=== Section Start ===
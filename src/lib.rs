// src/lib.rs
pub mod core;
pub mod generators;
pub mod models;

pub use crate::core::store::{CredentialStore, FindResult, SaveOutcome, StoreError};
pub use crate::generators::PasswordGenerator;
pub use crate::models::{CredentialCollection, CredentialRecord};
#[cfg(test)]
mod tests {
    use super::*;
    use tempfile::TempDir;

    struct Answers {
        overwrite: bool,
        save: bool,
        asked_overwrite: usize,
    }

    impl Answers {
        fn yes() -> Self {
            Self { overwrite: true, save: true, asked_overwrite: 0 }
        }
    }

    impl SaveConfirmation for Answers {
        fn confirm_overwrite(&mut self, _pending: &PendingSave, _existing: &CredentialRecord) -> bool {
            self.asked_overwrite += 1;
            self.overwrite
        }

        fn confirm_save(&mut self, _pending: &PendingSave) -> bool {
            self.save
        }
    }

    fn store_in(dir: &TempDir) -> CredentialStore {
        CredentialStore::new(dir.path().join("data.json"))
    }

    #[test]
    fn load_missing_file_is_empty() {
        let dir = TempDir::new().unwrap();
        let snapshot = store_in(&dir).load().unwrap();

        assert_eq!(snapshot.status, LoadStatus::Missing);
        assert!(snapshot.collection.is_empty());
    }

    #[test]
    fn load_zero_length_file_is_missing() {
        let dir = TempDir::new().unwrap();
        let store = store_in(&dir);
        fs::write(store.path(), "").unwrap();

        assert_eq!(store.load().unwrap().status, LoadStatus::Missing);
    }

    #[test]
    fn load_garbage_recovers_as_empty() {
        let dir = TempDir::new().unwrap();
        let store = store_in(&dir);
        fs::write(store.path(), "{ not json").unwrap();

        let snapshot = store.load().unwrap();
        assert!(snapshot.is_corrupted());
        assert!(snapshot.collection.is_empty());
    }

    #[test]
    fn load_wrong_shape_counts_as_corrupted() {
        let dir = TempDir::new().unwrap();
        let store = store_in(&dir);
        fs::write(store.path(), r#"{"site.com": {"email": "a@b.com"}}"#).unwrap();

        assert_eq!(store.load().unwrap().status, LoadStatus::Corrupted);
    }

    #[test]
    fn empty_website_or_secret_is_rejected_without_writing() {
        let dir = TempDir::new().unwrap();
        let store = store_in(&dir);

        let err = store.upsert("", "a@b.com", "x", &mut Answers::yes()).unwrap_err();
        assert!(matches!(err, StoreError::EmptyField));

        let err = store.upsert("site.com", "a@b.com", "   ", &mut Answers::yes()).unwrap_err();
        assert!(matches!(err, StoreError::EmptyField));

        assert!(!store.path().exists());
    }

    #[test]
    fn empty_field_wins_over_invalid_login() {
        let dir = TempDir::new().unwrap();
        let err = store_in(&dir).prepare(" ", "noatsign", "").unwrap_err();
        assert!(matches!(err, StoreError::EmptyField));
    }

    #[test]
    fn login_without_at_or_dot_is_rejected() {
        let dir = TempDir::new().unwrap();
        let store = store_in(&dir);

        for login in ["noatsign", "user@localhost", "first.last"] {
            let err = store.upsert("site.com", login, "secret123", &mut Answers::yes()).unwrap_err();
            assert!(matches!(err, StoreError::InvalidLogin), "{login} accepted");
        }
    }

    #[test]
    fn save_writes_four_space_indented_json() {
        let dir = TempDir::new().unwrap();
        let store = store_in(&dir);

        let report = store.upsert("Site.com", "a@b.com", "pw", &mut Answers::yes()).unwrap();
        assert_eq!(report.outcome, SaveOutcome::Saved);
        assert!(!report.recovered_from_corruption);

        let content = fs::read_to_string(store.path()).unwrap();
        assert_eq!(
            content,
            "{\n    \"site.com\": {\n        \"email\": \"a@b.com\",\n        \"password\": \"pw\"\n    }\n}\n"
        );
    }

    #[test]
    fn declining_final_confirmation_writes_nothing() {
        let dir = TempDir::new().unwrap();
        let store = store_in(&dir);
        let mut answers = Answers { overwrite: true, save: false, asked_overwrite: 0 };

        let report = store.upsert("site.com", "a@b.com", "pw", &mut answers).unwrap();
        assert_eq!(report.outcome, SaveOutcome::Cancelled);
        assert_eq!(answers.asked_overwrite, 0);
        assert!(!store.path().exists());
    }

    #[test]
    fn duplicate_key_asks_before_overwriting() {
        let dir = TempDir::new().unwrap();
        let store = store_in(&dir);
        store.upsert("site.com", "old@b.com", "old", &mut Answers::yes()).unwrap();
        let before = fs::read_to_string(store.path()).unwrap();

        let mut decline = Answers { overwrite: false, save: true, asked_overwrite: 0 };
        let report = store.upsert(" SITE.com", "new@b.com", "new", &mut decline).unwrap();
        assert_eq!(report.outcome, SaveOutcome::Cancelled);
        assert_eq!(decline.asked_overwrite, 1);
        assert_eq!(fs::read_to_string(store.path()).unwrap(), before);

        let mut accept = Answers::yes();
        store.upsert("site.com", "new@b.com", "new", &mut accept).unwrap();
        assert_eq!(accept.asked_overwrite, 1);

        match store.find("site.com").unwrap() {
            FindResult::Found { record, .. } => assert_eq!(record, CredentialRecord::new("new@b.com", "new")),
            other => panic!("unexpected {other:?}"),
        }
    }

    #[test]
    fn prepare_exposes_existing_record() {
        let dir = TempDir::new().unwrap();
        let store = store_in(&dir);
        store.upsert("site.com", "old@b.com", "old", &mut Answers::yes()).unwrap();

        let pending = store.prepare("Site.com ", "new@b.com", " new ").unwrap();
        assert_eq!(pending.key(), "site.com");
        assert_eq!(pending.website(), "Site.com");
        assert_eq!(pending.record().secret, "new");
        assert_eq!(pending.conflict(), Some(&CredentialRecord::new("old@b.com", "old")));
    }

    #[test]
    fn commit_keeps_entries_written_after_prepare() {
        let dir = TempDir::new().unwrap();
        let store = store_in(&dir);
        let pending = store.prepare("first.com", "a@b.com", "one").unwrap();

        store.upsert("second.com", "c@d.com", "two", &mut Answers::yes()).unwrap();
        store.commit(&pending).unwrap();

        let snapshot = store.load().unwrap();
        assert_eq!(snapshot.collection.len(), 2);
        assert!(snapshot.collection.contains_key("first.com"));
        assert!(snapshot.collection.contains_key("second.com"));
    }

    #[test]
    fn save_over_corrupted_file_reports_recovery() {
        let dir = TempDir::new().unwrap();
        let store = store_in(&dir);
        fs::write(store.path(), "[1, 2").unwrap();

        let report = store.upsert("site.com", "a@b.com", "pw", &mut Answers::yes()).unwrap();
        assert_eq!(report.outcome, SaveOutcome::Saved);
        assert!(report.recovered_from_corruption);

        let snapshot = store.load().unwrap();
        assert_eq!(snapshot.status, LoadStatus::Parsed);
        assert_eq!(snapshot.collection.len(), 1);
    }

    /// Confirms everything, but damages the data file before the save lands.
    struct CorruptBeforeSave {
        path: PathBuf,
    }

    impl SaveConfirmation for CorruptBeforeSave {
        fn confirm_overwrite(&mut self, _pending: &PendingSave, _existing: &CredentialRecord) -> bool {
            true
        }

        fn confirm_save(&mut self, _pending: &PendingSave) -> bool {
            fs::write(&self.path, "{ broken").unwrap();
            true
        }
    }

    #[test]
    fn corruption_between_prepare_and_commit_is_reported() {
        let dir = TempDir::new().unwrap();
        let store = store_in(&dir);
        store.upsert("old.com", "a@b.com", "pw", &mut Answers::yes()).unwrap();

        let mut answers = CorruptBeforeSave { path: store.path().to_path_buf() };
        let report = store.upsert("new.com", "c@d.com", "pw2", &mut answers).unwrap();

        assert_eq!(report.outcome, SaveOutcome::Saved);
        assert!(report.recovered_from_corruption);

        let keys: Vec<String> = store.load().unwrap().collection.keys().map(String::from).collect();
        assert_eq!(keys, vec!["new.com".to_string()]);
    }

    #[test]
    fn commit_returns_status_of_second_read() {
        let dir = TempDir::new().unwrap();
        let store = store_in(&dir);

        let pending = store.prepare("site.com", "a@b.com", "pw").unwrap();
        assert_eq!(store.commit(&pending).unwrap(), LoadStatus::Missing);
        assert_eq!(store.commit(&pending).unwrap(), LoadStatus::Parsed);

        fs::write(store.path(), "[oops").unwrap();
        assert_eq!(store.commit(&pending).unwrap(), LoadStatus::Corrupted);
    }

    #[test]
    fn one_bad_record_discards_the_whole_file_on_next_save() {
        let dir = TempDir::new().unwrap();
        let store = store_in(&dir);
        fs::write(
            store.path(),
            r#"{"good.com": {"email": "a@b.com", "password": "pw"}, "bad.com": {"email": 42}}"#,
        )
        .unwrap();

        let snapshot = store.load().unwrap();
        assert_eq!(snapshot.status, LoadStatus::Corrupted);
        assert!(snapshot.collection.is_empty());
        assert_eq!(store.find("good.com").unwrap(), FindResult::CorruptedStore);

        let report = store.upsert("new.com", "c@d.com", "pw2", &mut Answers::yes()).unwrap();
        assert!(report.recovered_from_corruption);

        let snapshot = store.load().unwrap();
        assert_eq!(snapshot.collection.len(), 1);
        assert!(!snapshot.collection.contains_key("good.com"));
        assert!(snapshot.collection.contains_key("new.com"));
    }

    #[test]
    fn find_on_zero_length_file_is_no_data_yet() {
        let dir = TempDir::new().unwrap();
        let store = store_in(&dir);
        fs::write(store.path(), "").unwrap();

        assert_eq!(store.find("anything").unwrap(), FindResult::NoDataYet);
    }

    #[test]
    fn mixed_case_keys_on_disk_are_found_and_merged() {
        let dir = TempDir::new().unwrap();
        let store = store_in(&dir);
        fs::write(store.path(), r#"{"Example.com": {"email": "old@b.com", "password": "old"}}"#).unwrap();

        assert_eq!(
            store.find("example.com").unwrap(),
            FindResult::Found {
                website: "example.com".to_string(),
                record: CredentialRecord::new("old@b.com", "old"),
            }
        );

        let pending = store.prepare("EXAMPLE.com", "new@b.com", "new").unwrap();
        assert_eq!(pending.conflict(), Some(&CredentialRecord::new("old@b.com", "old")));
        store.commit(&pending).unwrap();

        let keys: Vec<String> = store.load().unwrap().collection.keys().map(String::from).collect();
        assert_eq!(keys, vec!["example.com".to_string()]);
        assert!(fs::read_to_string(store.path()).unwrap().contains("\"example.com\""));
    }

    #[test]
    fn find_distinguishes_missing_corrupted_and_absent_key() {
        let dir = TempDir::new().unwrap();
        let store = store_in(&dir);

        assert_eq!(store.find("anything").unwrap(), FindResult::NoDataYet);
        assert!(matches!(store.find("  ").unwrap_err(), StoreError::EmptyQuery));

        store.upsert("known.com", "a@b.com", "pw", &mut Answers::yes()).unwrap();
        assert_eq!(
            store.find("Unknown.com").unwrap(),
            FindResult::NotFound { website: "unknown.com".to_string() }
        );

        fs::write(store.path(), "not json at all").unwrap();
        assert_eq!(store.find("known.com").unwrap(), FindResult::CorruptedStore);
    }

    #[test]
    fn write_creates_missing_parent_directories() {
        let dir = TempDir::new().unwrap();
        let store = CredentialStore::new(dir.path().join("nested/deeper/data.json"));

        store.upsert("site.com", "a@b.com", "pw", &mut Answers::yes()).unwrap();
        assert!(store.path().exists());
    }
}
=== Section End ===
● Exercise: Your output is to be the lines of the listing, exact and complete, starting at the first and ending with the line that contains "use super::*;".

● Result for this task:
filename src/lib.rs
// src/lib.rs
pub mod core;
pub mod generators;
pub mod models;

pub use crate::core::store::{CredentialStore, FindResult, SaveOutcome, StoreError};
pub use crate::generators::PasswordGenerator;
pub use crate::models::{CredentialCollection, CredentialRecord};
#[cfg(test)]
mod tests {
    use super::*;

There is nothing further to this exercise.